1. Field of the Invention
The present invention relates generally to the field of audio data processing systems and methods, and, more particularly, to a novel system and method for performing blind change detection audio segmentation.
2. Discussion of the Prior Art
Many audio resources like broadcast news contain different kinds of audio signals like speech, music, noise, and different environmental and channel conditions. The performance of many applications based on these streams like speech recognition and audio indexing degrades significantly due to the presence of the irrelevant portions of the audio stream. Therefore segmenting the data to homogeneous portions according to type (speech, noise, music, etc.), speaker identity, environmental conditions, and channel conditions has become an important preprocessing step before using them. The previous approaches for automatic segmentation of audio data can be classified into two categories: informed and blind. Informed approaches include both decoder-based and model-based algorithms. In decoder-based approaches, the input audio stream is first decoded using speech and silence models; then the desired segments can be produced by using the silence locations generated by the decoder. In model-based approaches, different models are built to represent the different acoustic classes expected in the stream and the input audio stream can be classified by maximum likelihood selection and then locations of change in the acoustic class are identified as segmental boundaries. In both cases, models trained on the data representing all acoustic classes of interest are used in the automatic segmentation. The informed automatic segmentation is limited to applications where enough amount of training data is available for building the acoustic models. It can not generalize to unseen acoustic conditions in the training data. Also approaches based solely on speech and silence models mainly detect silence locations that are not necessarily corresponding to boundaries between different acoustic segments. We will focus on blind automatic segmentation techniques which do not suffer from these limitations and therefore serve a wider range of applications.

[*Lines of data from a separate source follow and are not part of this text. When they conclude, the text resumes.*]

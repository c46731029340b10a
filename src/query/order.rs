/// Reorders `items` so the entries named in `reference` come first, in
/// reference order, followed by the rest in their original relative order.
///
/// Reference entries absent from `items` are ignored, as are repeats.
#[must_use]
pub fn sort_by_reference<T: Copy + PartialEq>(items: &[T], reference: &[T]) -> Vec<T> {
    let mut head: Vec<T> = Vec::with_capacity(items.len());
    for r in reference {
        if items.contains(r) && !head.contains(r) {
            head.push(*r);
        }
    }
    let tail: Vec<T> = items.iter().copied().filter(|i| !head.contains(i)).collect();
    head.extend(tail);
    head
}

Blind change detection avoids the requirements of the informed approach by trying to build models of the observations in a neighborhood of a candidate point under the two hypothesis of change and no change and using a criterion based on the log likelihood ratio of these two models for automatic segmentation of the acoustic data. Most of the previous approaches had the goal of providing an input to a speech recognition, or a speaker adaptation system. Therefore they provided the evaluation of their systems based on comparisons of the word error rates achieved by using the automatic and the manual segmentation not the accuracy of the generated boundaries using the automatic segmentation. Exceptions of this trend include when the main focus is data indexing.

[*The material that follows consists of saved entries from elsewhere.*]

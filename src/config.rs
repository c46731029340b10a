//! Builder configuration loaded from TOML.
//!
//! ```toml
//! [schema]
//! collection = "users"
//! [schema.fields]
//! "car.year" = "number"
//!
//! [dictionary]
//! "vehicle.year" = "car.year"
//!
//! [pipeline]
//! limit = 500
//! ```

use serde::{Deserialize, Serialize};
use std::path::Path;

use crate::dictionary::Dictionary;
use crate::errors::QueryError;
use crate::pipeline::AutoQuery;
use crate::query::QueryBuilder;
use crate::schema::{Model, Schema};

/// Fallbacks used by the pipeline builder when a stage value is unusable.
#[derive(Debug, Clone, PartialEq, Eq, Serialize, Deserialize)]
#[serde(default)]
pub struct PipelineDefaults {
    pub skip: i64,
    pub limit: i64,
    /// Field the `$meta` text score is sorted under.
    pub text_score_field: String,
}

impl Default for PipelineDefaults {
    fn default() -> Self {
        Self { skip: 0, limit: 1000, text_score_field: "score".to_owned() }
    }
}

#[derive(Debug, Clone, Default, PartialEq, Eq, Serialize, Deserialize)]
#[serde(default)]
pub struct BuilderConfig {
    pub schema: Option<Schema>,
    pub dictionary: Dictionary,
    pub pipeline: PipelineDefaults,
}

impl BuilderConfig {
    /// # Errors
    /// Returns an error if `s` is not valid TOML for this structure.
    pub fn from_toml_str(s: &str) -> Result<Self, QueryError> {
        Ok(toml::from_str(s)?)
    }

    /// # Errors
    /// Returns an error if the file cannot be read or parsed.
    pub fn load(path: &Path) -> Result<Self, QueryError> {
        let s = std::fs::read_to_string(path)
            .map_err(|e| QueryError::Io(format!("Failed to read {}: {e}", path.display())))?;
        Self::from_toml_str(&s)
    }

    pub fn query_builder_for<M: Model>(&self, model: M) -> QueryBuilder<M> {
        QueryBuilder::with_dictionary(model, self.dictionary.clone())
    }

    pub fn auto_query_for<M: Model>(&self, model: M) -> AutoQuery<M> {
        AutoQuery::create(model, self.dictionary.clone()).with_defaults(self.pipeline.clone())
    }

    /// # Errors
    /// Returns an error if no `[schema]` table was configured.
    pub fn query_builder(&self) -> Result<QueryBuilder<Schema>, QueryError> {
        Ok(self.query_builder_for(self.configured_schema()?))
    }

    /// # Errors
    /// Returns an error if no `[schema]` table was configured.
    pub fn auto_query(&self) -> Result<AutoQuery<Schema>, QueryError> {
        Ok(self.auto_query_for(self.configured_schema()?))
    }

    fn configured_schema(&self) -> Result<Schema, QueryError> {
        self.schema.clone().ok_or_else(|| QueryError::Config("missing [schema] table".into()))
    }
}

In many applications like on-line audio indexing and information retrieval, the goal of the automatic segmentation algorithm is to detect the changes in the input audio stream and to keep the number of false alarms as low as possible. Unfortunately all of the current techniques for automatic blind segmentation like using the Kullback-Liebler distance, the generalized likelihood ratio distance, or the Bayesian Information Criterion (BIC) try to optimize an objective function that is not directly related to minimizing the missing probability for a given false alarm rate. If the missing probability is defined as the probability of not detecting a change within a reasonable period of time of a valid change in the stream, then minimizing the missing probability is equivalent to minimizing the duration between the detected change and the actual change, namely the detection time.
Known solutions of this problem like using the BIC criterion are not accurate enough and have robustness problems due to employing a single criterion that is not directly related to minimizing the missing probability for a given false alarm rate and comparing this criterion to a threshold.
Thus, it would be highly desirable to provide a novel approach for solving the automatic audio segmentation problems described herein with respect to the prior art.
It would be highly desirable to provide a novel approach for solving the automatic audio segmentation problem that combines the results of several segmentation algorithms to achieve better and more robust segmentation.